Saved entries
Segment Open

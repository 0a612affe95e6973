#![allow(dead_code)]

use std::str::FromStr;

use serde::{Deserialize, Serialize};
use uuid::Uuid;

#[derive(Debug, Clone, Serialize, Deserialize, Eq, PartialEq)]
pub struct User {
    pub id: Uuid,
    pub email: String,
    pub display_name: Option<String>,
    pub role: Role,
    pub status: UserStatus,
    pub created_at: String,
    pub updated_at: String,
}

impl User {
    /// Display name, falling back to the local part of the email address.
    pub fn name(&self) -> &str {
        match self.display_name.as_deref() {
            Some(name) if !name.trim().is_empty() => name,
            _ => self.email.split('@').next().unwrap_or(&self.email),
        }
    }

    pub fn is_online(&self) -> bool {
        self.status == UserStatus::Active
    }
}

#[derive(Debug, Clone, Serialize, Deserialize, Eq, PartialEq)]
pub struct Column {
    pub id: Uuid,
    pub title: String,
    pub column_type: Option<Status>,
    pub position: i64,
    pub created_at: String,
}

impl Column {
    /// Status a task acquires when it lands in this column. Columns missing
    /// an explicit type fall back to a fixed positional mapping.
    pub fn derived_status(&self) -> Status {
        self.column_type
            .unwrap_or_else(|| Status::from_position(self.position))
    }
}

#[derive(Debug, Clone, Serialize, Deserialize, Eq, PartialEq)]
pub struct Task {
    pub id: Uuid,
    pub title: String,
    pub description: Option<String>,
    pub status: Status,
    pub priority: Priority,
    pub kind: TaskKind,
    pub assignee_id: Option<Uuid>,
    pub client: Option<String>,
    pub request_date: Option<String>,
    pub due_date: Option<String>,
    pub observation: Option<String>,
    pub external_ref: Option<String>,
    pub column_id: Uuid,
    pub completed: bool,
    pub created_at: String,
    pub updated_at: String,
}

#[derive(Debug, Clone, Serialize, Deserialize, Eq, PartialEq)]
pub struct ChatMessage {
    pub id: Uuid,
    pub sender_id: Uuid,
    pub receiver_id: Uuid,
    pub body: String,
    pub read: bool,
    pub created_at: String,
}

/// Per-command usage stats backing the command palette ranking.
#[derive(Debug, Clone, Serialize, Deserialize, Eq, PartialEq)]
pub struct CommandFrequency {
    pub command_id: String,
    pub use_count: i64,
    pub last_used: String,
}

#[derive(Debug, Clone, Copy, Serialize, Deserialize, Eq, PartialEq, Hash, Default)]
#[serde(rename_all = "snake_case")]
pub enum Status {
    #[default]
    Pending,
    InProgress,
    Review,
    Completed,
}

impl Status {
    pub fn as_str(self) -> &'static str {
        match self {
            Status::Pending => "pending",
            Status::InProgress => "in_progress",
            Status::Review => "review",
            Status::Completed => "completed",
        }
    }

    pub fn label(self) -> &'static str {
        match self {
            Status::Pending => "Pending",
            Status::InProgress => "In Progress",
            Status::Review => "In Review",
            Status::Completed => "Completed",
        }
    }

    /// Positional fallback for columns that carry no explicit type.
    pub fn from_position(position: i64) -> Self {
        match position {
            1 => Status::Pending,
            2 => Status::InProgress,
            3 => Status::Review,
            4 => Status::Completed,
            _ => Status::Pending,
        }
    }

    pub const ALL: [Status; 4] = [
        Status::Pending,
        Status::InProgress,
        Status::Review,
        Status::Completed,
    ];
}

impl FromStr for Status {
    type Err = ();

    fn from_str(s: &str) -> Result<Self, Self::Err> {
        match s.trim().to_ascii_lowercase().as_str() {
            "pending" => Ok(Status::Pending),
            "in_progress" => Ok(Status::InProgress),
            "review" => Ok(Status::Review),
            "completed" => Ok(Status::Completed),
            _ => Err(()),
        }
    }
}

#[derive(
    Debug, Clone, Copy, Serialize, Deserialize, Eq, PartialEq, Ord, PartialOrd, Hash, Default,
)]
#[serde(rename_all = "snake_case")]
pub enum Priority {
    Low,
    #[default]
    Medium,
    High,
}

impl Priority {
    pub fn as_str(self) -> &'static str {
        match self {
            Priority::Low => "low",
            Priority::Medium => "medium",
            Priority::High => "high",
        }
    }

    pub fn label(self) -> &'static str {
        match self {
            Priority::Low => "Low",
            Priority::Medium => "Medium",
            Priority::High => "High",
        }
    }

    /// Rank used for table sorting, ascending from least urgent.
    pub fn rank(self) -> u8 {
        match self {
            Priority::Low => 0,
            Priority::Medium => 1,
            Priority::High => 2,
        }
    }

    pub const ALL: [Priority; 3] = [Priority::Low, Priority::Medium, Priority::High];
}

impl FromStr for Priority {
    type Err = ();

    fn from_str(s: &str) -> Result<Self, Self::Err> {
        match s.trim().to_ascii_lowercase().as_str() {
            "low" => Ok(Priority::Low),
            "medium" => Ok(Priority::Medium),
            "high" => Ok(Priority::High),
            _ => Err(()),
        }
    }
}

#[derive(Debug, Clone, Copy, Serialize, Deserialize, Eq, PartialEq, Hash, Default)]
#[serde(rename_all = "snake_case")]
pub enum TaskKind {
    #[default]
    Task,
    Bug,
    Feature,
    Improvement,
}

impl TaskKind {
    pub fn as_str(self) -> &'static str {
        match self {
            TaskKind::Task => "task",
            TaskKind::Bug => "bug",
            TaskKind::Feature => "feature",
            TaskKind::Improvement => "improvement",
        }
    }

    pub fn label(self) -> &'static str {
        match self {
            TaskKind::Task => "Task",
            TaskKind::Bug => "Bug",
            TaskKind::Feature => "Feature",
            TaskKind::Improvement => "Improvement",
        }
    }

    pub const ALL: [TaskKind; 4] = [
        TaskKind::Task,
        TaskKind::Bug,
        TaskKind::Feature,
        TaskKind::Improvement,
    ];
}

impl FromStr for TaskKind {
    type Err = ();

    fn from_str(s: &str) -> Result<Self, Self::Err> {
        match s.trim().to_ascii_lowercase().as_str() {
            "task" => Ok(TaskKind::Task),
            "bug" => Ok(TaskKind::Bug),
            "feature" => Ok(TaskKind::Feature),
            "improvement" => Ok(TaskKind::Improvement),
            _ => Err(()),
        }
    }
}

#[derive(Debug, Clone, Copy, Serialize, Deserialize, Eq, PartialEq, Hash, Default)]
#[serde(rename_all = "snake_case")]
pub enum Role {
    #[default]
    User,
    Manager,
    Admin,
}

impl Role {
    pub const ALL: [Role; 3] = [Role::User, Role::Manager, Role::Admin];

    pub fn as_str(self) -> &'static str {
        match self {
            Role::User => "user",
            Role::Manager => "manager",
            Role::Admin => "admin",
        }
    }

    pub fn label(self) -> &'static str {
        match self {
            Role::User => "User",
            Role::Manager => "Manager",
            Role::Admin => "Admin",
        }
    }
}

impl FromStr for Role {
    type Err = ();

    fn from_str(s: &str) -> Result<Self, Self::Err> {
        match s.trim().to_ascii_lowercase().as_str() {
            "user" => Ok(Role::User),
            "manager" => Ok(Role::Manager),
            "admin" => Ok(Role::Admin),
            _ => Err(()),
        }
    }
}

#[derive(Debug, Clone, Copy, Serialize, Deserialize, Eq, PartialEq, Hash, Default)]
#[serde(rename_all = "snake_case")]
pub enum UserStatus {
    Active,
    Inactive,
    #[default]
    Pending,
}

impl UserStatus {
    pub const ALL: [UserStatus; 3] = [
        UserStatus::Active,
        UserStatus::Inactive,
        UserStatus::Pending,
    ];

    pub fn as_str(self) -> &'static str {
        match self {
            UserStatus::Active => "active",
            UserStatus::Inactive => "inactive",
            UserStatus::Pending => "pending",
        }
    }

    pub fn label(self) -> &'static str {
        match self {
            UserStatus::Active => "Active",
            UserStatus::Inactive => "Inactive",
            UserStatus::Pending => "Pending",
        }
    }
}

impl FromStr for UserStatus {
    type Err = ();

    fn from_str(s: &str) -> Result<Self, Self::Err> {
        match s.trim().to_ascii_lowercase().as_str() {
            "active" => Ok(UserStatus::Active),
            "inactive" => Ok(UserStatus::Inactive),
            "pending" => Ok(UserStatus::Pending),
            _ => Err(()),
        }
    }
}

/// Due-date classification relative to the current date, date-only.
#[derive(Debug, Clone, Copy, Serialize, Deserialize, Eq, PartialEq)]
pub enum Urgency {
    Overdue,
    DueToday,
    Upcoming,
    None,
}

impl Urgency {
    pub fn as_str(self) -> &'static str {
        match self {
            Urgency::Overdue => "overdue",
            Urgency::DueToday => "due-today",
            Urgency::Upcoming => "upcoming",
            Urgency::None => "none",
        }
    }
}

#[cfg(test)]
mod tests {
    use super::*;

    #[test]
    fn test_status_roundtrip() {
        for status in Status::ALL {
            assert_eq!(Status::from_str(status.as_str()), Ok(status));
        }
        assert_eq!(Status::from_str("  In_Progress  "), Ok(Status::InProgress));
        assert_eq!(Status::from_str("unknown"), Err(()));
        assert_eq!(Status::from_str(""), Err(()));
    }

    #[test]
    fn test_status_from_position() {
        assert_eq!(Status::from_position(1), Status::Pending);
        assert_eq!(Status::from_position(2), Status::InProgress);
        assert_eq!(Status::from_position(3), Status::Review);
        assert_eq!(Status::from_position(4), Status::Completed);
        assert_eq!(Status::from_position(0), Status::Pending);
        assert_eq!(Status::from_position(99), Status::Pending);
    }

    #[test]
    fn test_priority_rank_order() {
        assert!(Priority::Low.rank() < Priority::Medium.rank());
        assert!(Priority::Medium.rank() < Priority::High.rank());
    }

    #[test]
    fn test_priority_roundtrip() {
        for priority in Priority::ALL {
            assert_eq!(Priority::from_str(priority.as_str()), Ok(priority));
        }
        assert_eq!(Priority::from_str("HIGH"), Ok(Priority::High));
        assert_eq!(Priority::from_str("urgent"), Err(()));
    }

    #[test]
    fn test_task_kind_roundtrip() {
        for kind in TaskKind::ALL {
            assert_eq!(TaskKind::from_str(kind.as_str()), Ok(kind));
        }
        assert_eq!(TaskKind::from_str("chore"), Err(()));
    }

    #[test]
    fn test_role_and_user_status_parse() {
        assert_eq!(Role::from_str("admin"), Ok(Role::Admin));
        assert_eq!(Role::from_str("Manager"), Ok(Role::Manager));
        assert_eq!(Role::from_str("root"), Err(()));
        assert_eq!(UserStatus::from_str("active"), Ok(UserStatus::Active));
        assert_eq!(UserStatus::from_str("Inactive"), Ok(UserStatus::Inactive));
        assert_eq!(UserStatus::from_str("banned"), Err(()));
    }

    #[test]
    fn test_user_name_fallback() {
        let mut user = User {
            id: Uuid::new_v4(),
            email: "ana.souza@example.com".to_string(),
            display_name: None,
            role: Role::User,
            status: UserStatus::Active,
            created_at: "2024-01-01".to_string(),
            updated_at: "2024-01-01".to_string(),
        };
        assert_eq!(user.name(), "ana.souza");

        user.display_name = Some("Ana Souza".to_string());
        assert_eq!(user.name(), "Ana Souza");

        user.display_name = Some("   ".to_string());
        assert_eq!(user.name(), "ana.souza");
    }

    #[test]
    fn test_user_is_online() {
        let mut user = User {
            id: Uuid::new_v4(),
            email: "x@example.com".to_string(),
            display_name: None,
            role: Role::User,
            status: UserStatus::Active,
            created_at: "2024-01-01".to_string(),
            updated_at: "2024-01-01".to_string(),
        };
        assert!(user.is_online());
        user.status = UserStatus::Inactive;
        assert!(!user.is_online());
        user.status = UserStatus::Pending;
        assert!(!user.is_online());
    }

    #[test]
    fn test_column_derived_status_explicit_and_fallback() {
        let mut column = Column {
            id: Uuid::new_v4(),
            title: "In Review".to_string(),
            column_type: Some(Status::Review),
            position: 1,
            created_at: "2024-01-01".to_string(),
        };
        assert_eq!(column.derived_status(), Status::Review);

        column.column_type = None;
        assert_eq!(column.derived_status(), Status::Pending);
        column.position = 3;
        assert_eq!(column.derived_status(), Status::Review);
    }

    #[test]
    fn test_task_struct_creation() {
        let task = Task {
            id: Uuid::new_v4(),
            title: "Fix invoice export".to_string(),
            description: None,
            status: Status::Pending,
            priority: Priority::Medium,
            kind: TaskKind::Bug,
            assignee_id: None,
            client: Some("Acme".to_string()),
            request_date: Some("2024-01-01".to_string()),
            due_date: None,
            observation: None,
            external_ref: None,
            column_id: Uuid::new_v4(),
            completed: false,
            created_at: "2024-01-01".to_string(),
            updated_at: "2024-01-02".to_string(),
        };
        assert_eq!(task.title, "Fix invoice export");
        assert!(!task.completed);
    }

    #[test]
    fn test_chat_message_struct_creation() {
        let message = ChatMessage {
            id: Uuid::new_v4(),
            sender_id: Uuid::new_v4(),
            receiver_id: Uuid::new_v4(),
            body: "ping".to_string(),
            read: false,
            created_at: "2024-01-01T00:00:00Z".to_string(),
        };
        assert_eq!(message.body, "ping");
        assert!(!message.read);
    }
}
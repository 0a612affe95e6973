//! Card movement between columns, shared by mouse drag and keyboard moves.

use anyhow::Result;
use uuid::Uuid;

use crate::db::Database;
use crate::events::{ChangeBus, TaskOperation};
use crate::types::{Column, Task};

/// Drag lifecycle for the board view. The task id is captured at drag
/// start and held until release; hover tracks the column under the cursor
/// for highlighting.
#[derive(Debug, Default)]
pub struct MoveController {
    dragging: Option<Uuid>,
    hover_column: Option<Uuid>,
}

impl MoveController {
    pub fn begin_drag(&mut self, task_id: Uuid) {
        self.dragging = Some(task_id);
        self.hover_column = None;
    }

    pub fn dragging(&self) -> Option<Uuid> {
        self.dragging
    }

    pub fn hover(&mut self, column_id: Option<Uuid>) {
        if self.dragging.is_some() {
            self.hover_column = column_id;
        }
    }

    pub fn hovered_column(&self) -> Option<Uuid> {
        self.hover_column
    }

    pub fn cancel(&mut self) {
        self.dragging = None;
        self.hover_column = None;
    }

    /// Release over a column. Clears the drag either way; the move only
    /// happens when a task was actually captured.
    pub fn drop_on(
        &mut self,
        db: &Database,
        bus: &ChangeBus,
        column_id: Uuid,
    ) -> Result<Option<Task>> {
        let Some(task_id) = self.dragging.take() else {
            self.hover_column = None;
            return Ok(None);
        };
        self.hover_column = None;

        let task = move_task_to_column(db, bus, task_id, column_id)?;
        Ok(Some(task))
    }
}

/// The one move path: persist the combined column+status update, then
/// publish the change. The view catches up through reconciliation, not
/// through an optimistic patch.
pub fn move_task_to_column(
    db: &Database,
    bus: &ChangeBus,
    task_id: Uuid,
    column_id: Uuid,
) -> Result<Task> {
    let task = db.move_task(task_id, column_id)?;
    bus.publish_task_change(task.id, TaskOperation::Moved);
    Ok(task)
}

/// Keyboard move by column offset. Returns None when already at the edge.
pub fn shift_task(
    db: &Database,
    bus: &ChangeBus,
    columns: &[Column],
    task: &Task,
    delta: i64,
) -> Result<Option<Task>> {
    let Some(current) = columns.iter().position(|c| c.id == task.column_id) else {
        return Ok(None);
    };

    let target = current as i64 + delta;
    if target < 0 || target >= columns.len() as i64 {
        return Ok(None);
    }

    let moved = move_task_to_column(db, bus, task.id, columns[target as usize].id)?;
    Ok(Some(moved))
}
use tuirealm::command::{Cmd, CmdResult};
use tuirealm::event::{Key, KeyEvent, KeyModifiers};
use tuirealm::props::{AttrValue, Attribute, Props};
use tuirealm::ratatui::layout::Rect;
use tuirealm::ratatui::style::Style;
use tuirealm::ratatui::text::{Line, Span};
use tuirealm::ratatui::widgets::{Block, Borders, Clear, Paragraph};
use tuirealm::{Component, Event, Frame, MockComponent, NoUserEvent, State, StateValue};

use crate::app::users::{ProfileEditorField, ProfileEditorState};
use crate::theme::Theme;
use crate::ui_realm::messages::Msg;

/// Profile edit form for the users view. The email is shown but never
/// editable; role and status cycle through their enumerations.
pub struct ProfileEditorDialog {
    props: Props,
    state: ProfileEditorState,
    theme: Theme,
}

impl ProfileEditorDialog {
    pub fn new(state: ProfileEditorState, theme: Theme) -> Self {
        Self {
            props: Props::default(),
            state,
            theme,
        }
    }

    fn is_cycle_field(field: ProfileEditorField) -> bool {
        matches!(field, ProfileEditorField::Role | ProfileEditorField::Status)
    }

    fn focused_index(&self) -> usize {
        ProfileEditorField::ALL
            .iter()
            .position(|field| *field == self.state.focused_field)
            .unwrap_or(0)
    }

    fn field_line(&self, label: &str, value: &str, field: ProfileEditorField) -> Line<'static> {
        let focused = self.state.focused_field == field;
        let marker = if focused { ">" } else { " " };
        let style = if focused {
            Style::default().fg(self.theme.interactive.focus)
        } else {
            Style::default().fg(self.theme.base.text)
        };
        Line::from(vec![
            Span::styled(format!("{marker} {label}: "), style),
            Span::styled(value.to_string(), style),
        ])
    }

    fn actions_line(&self) -> Line<'static> {
        let focused_style = Style::default()
            .bg(self.theme.dialog.button_bg)
            .fg(self.theme.dialog.button_fg);
        let save_style = if self.state.focused_field == ProfileEditorField::Save {
            focused_style
        } else {
            Style::default().fg(self.theme.base.text)
        };
        let cancel_style = if self.state.focused_field == ProfileEditorField::Cancel {
            focused_style
        } else {
            Style::default().fg(self.theme.base.text)
        };
        Line::from(vec![
            Span::raw("  "),
            Span::styled("[ Save ]", save_style),
            Span::raw("  "),
            Span::styled("[ Cancel ]", cancel_style),
        ])
    }
}

impl MockComponent for ProfileEditorDialog {
    fn view(&mut self, frame: &mut Frame, area: Rect) {
        frame.render_widget(Clear, area);

        let block = Block::default()
            .borders(Borders::ALL)
            .border_style(Style::default().fg(self.theme.interactive.focus))
            .style(Style::default().bg(self.theme.dialog.surface))
            .title(" Edit Profile ");
        let inner = block.inner(area);
        frame.render_widget(block, area);

        if inner.height == 0 || inner.width == 0 {
            return;
        }

        let lines = vec![
            Line::from(Span::styled(
                format!("  Email: {}", self.state.email),
                Style::default().fg(self.theme.base.text_muted),
            )),
            self.field_line(
                "Name",
                &self.state.display_name_input,
                ProfileEditorField::DisplayName,
            ),
            self.field_line("Role", self.state.role.label(), ProfileEditorField::Role),
            self.field_line(
                "Status",
                self.state.status.label(),
                ProfileEditorField::Status,
            ),
            Line::default(),
            self.actions_line(),
        ];

        frame.render_widget(Paragraph::new(lines), inner);
    }

    fn query(&self, attr: Attribute) -> Option<AttrValue> {
        self.props.get(attr)
    }

    fn attr(&mut self, attr: Attribute, value: AttrValue) {
        self.props.set(attr, value);
    }

    fn state(&self) -> State {
        State::One(StateValue::U16(self.focused_index() as u16))
    }

    fn perform(&mut self, _cmd: Cmd) -> CmdResult {
        CmdResult::None
    }
}

impl Component<Msg, NoUserEvent> for ProfileEditorDialog {
    fn on(&mut self, ev: Event<NoUserEvent>) -> Option<Msg> {
        let focused = self.state.focused_field;
        match ev {
            Event::Keyboard(KeyEvent { code: Key::Tab, .. })
            | Event::Keyboard(KeyEvent {
                code: Key::Down, ..
            }) => Some(Msg::FocusNextField),
            Event::Keyboard(KeyEvent {
                code: Key::BackTab, ..
            })
            | Event::Keyboard(KeyEvent { code: Key::Up, .. }) => Some(Msg::FocusPrevField),
            Event::Keyboard(KeyEvent {
                code: Key::Left, ..
            }) => match focused {
                ProfileEditorField::Cancel => Some(Msg::FocusPrevField),
                field if Self::is_cycle_field(field) => Some(Msg::CycleFieldValue),
                _ => None,
            },
            Event::Keyboard(KeyEvent {
                code: Key::Right, ..
            }) => match focused {
                ProfileEditorField::Save => Some(Msg::FocusNextField),
                field if Self::is_cycle_field(field) => Some(Msg::CycleFieldValue),
                _ => None,
            },
            Event::Keyboard(KeyEvent {
                code: Key::Enter, ..
            }) => match focused {
                ProfileEditorField::Save => Some(Msg::SubmitDialog),
                ProfileEditorField::Cancel => Some(Msg::CancelAction),
                field if Self::is_cycle_field(field) => Some(Msg::CycleFieldValue),
                _ => Some(Msg::FocusNextField),
            },
            Event::Keyboard(KeyEvent { code: Key::Esc, .. }) => Some(Msg::DismissDialog),
            Event::Keyboard(KeyEvent {
                code: Key::Backspace,
                ..
            }) => Some(Msg::DialogBackspace),
            Event::Keyboard(KeyEvent {
                code: Key::Char(' '),
                ..
            }) if Self::is_cycle_field(focused) => Some(Msg::CycleFieldValue),
            Event::Keyboard(KeyEvent {
                code: Key::Char(ch),
                modifiers,
            }) if !modifiers.contains(KeyModifiers::CONTROL)
                && !modifiers.contains(KeyModifiers::ALT) =>
            {
                Some(Msg::DialogInput(ch))
            }
            _ => None,
        }
    }
}
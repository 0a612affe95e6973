use tuirealm::command::{Cmd, CmdResult};
use tuirealm::props::{AttrValue, Attribute, Props};
use tuirealm::ratatui::layout::Rect;
use tuirealm::{Component, Event, Frame, MockComponent, NoUserEvent, State};

use crate::theme::Theme;
use crate::ui_realm::components::dialog_shell::{DialogButton, DialogShell};
use crate::ui_realm::messages::Msg;

/// Modal error report. Shown above every other dialog until dismissed.
pub struct ErrorDialog {
    props: Props,
    shell: DialogShell,
}

impl ErrorDialog {
    pub fn new(detail: impl Into<String>, theme: Theme) -> Self {
        let detail = detail.into();
        let detail = if detail.is_empty() {
            "An unexpected error occurred.".to_string()
        } else {
            detail
        };
        Self {
            props: Props::default(),
            shell: DialogShell::new(
                "Error",
                vec![detail],
                vec![DialogButton::new("dismiss", "Dismiss")],
                theme,
            ),
        }
    }
}

impl MockComponent for ErrorDialog {
    fn view(&mut self, frame: &mut Frame, area: Rect) {
        self.shell.view(frame, area);
    }

    fn query(&self, attr: Attribute) -> Option<AttrValue> {
        self.props.get(attr)
    }

    fn attr(&mut self, attr: Attribute, value: AttrValue) {
        self.props.set(attr, value);
    }

    fn state(&self) -> State {
        self.shell.state()
    }

    fn perform(&mut self, cmd: Cmd) -> CmdResult {
        self.shell.perform(cmd)
    }
}

impl Component<Msg, NoUserEvent> for ErrorDialog {
    fn on(&mut self, ev: Event<NoUserEvent>) -> Option<Msg> {
        match self.shell.on(ev) {
            Some(Msg::SubmitDialog) | Some(Msg::CancelAction) => Some(Msg::DismissDialog),
            msg => msg,
        }
    }
}

#[cfg(test)]
use crate::ui_realm::ComponentId;
#[cfg(test)]
use crate::ui_realm::tests::harness::EventDriver;
#[cfg(test)]
use crate::ui_realm::tests::helpers::{
    mount_component_for_test, render_simple_component, send_key_to_component,
};
#[cfg(test)]
use crossterm::event::KeyCode;

#[cfg(test)]
#[test]
fn renders_detail() {
    let driver = EventDriver::default();
    let mut app = mount_component_for_test(
        &driver,
        ComponentId::Error,
        Box::new(ErrorDialog::new(
            "database is locked".to_string(),
            Theme::default(),
        )),
    );

    let output = render_simple_component(&mut app, ComponentId::Error);
    assert!(output.contains("Error"), "dialog title should render");
    assert!(
        output.contains("database is locked"),
        "error detail should render"
    );
    assert!(
        output.contains("[ Dismiss ]"),
        "dismiss button should render"
    );
}

#[cfg(test)]
#[test]
fn empty_detail_gets_placeholder() {
    let driver = EventDriver::default();
    let mut app = mount_component_for_test(
        &driver,
        ComponentId::Error,
        Box::new(ErrorDialog::new(String::new(), Theme::default())),
    );

    let output = render_simple_component(&mut app, ComponentId::Error);
    assert!(
        output.contains("An unexpected error occurred."),
        "empty detail should fall back to a generic message"
    );
}

#[cfg(test)]
#[test]
fn dismiss_emits_msg() {
    let driver = EventDriver::default();
    let mut app = mount_component_for_test(
        &driver,
        ComponentId::Error,
        Box::new(ErrorDialog::new("boom".to_string(), Theme::default())),
    );

    let enter_messages = send_key_to_component(&driver, &mut app, &[KeyCode::Enter], 1);
    assert_eq!(enter_messages, vec![Msg::DismissDialog]);

    let esc_messages = send_key_to_component(&driver, &mut app, &[KeyCode::Esc], 1);
    assert_eq!(esc_messages, vec![Msg::DismissDialog]);
}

Segment Closed

Check each line above for the word "dragging", and copy the lines where it appears.

Answer section:
    dragging: Option<Uuid>,
        self.dragging = Some(task_id);
    pub fn dragging(&self) -> Option<Uuid> {
        self.dragging
        if self.dragging.is_some() {
        self.dragging = None;
        let Some(task_id) = self.dragging.take() else {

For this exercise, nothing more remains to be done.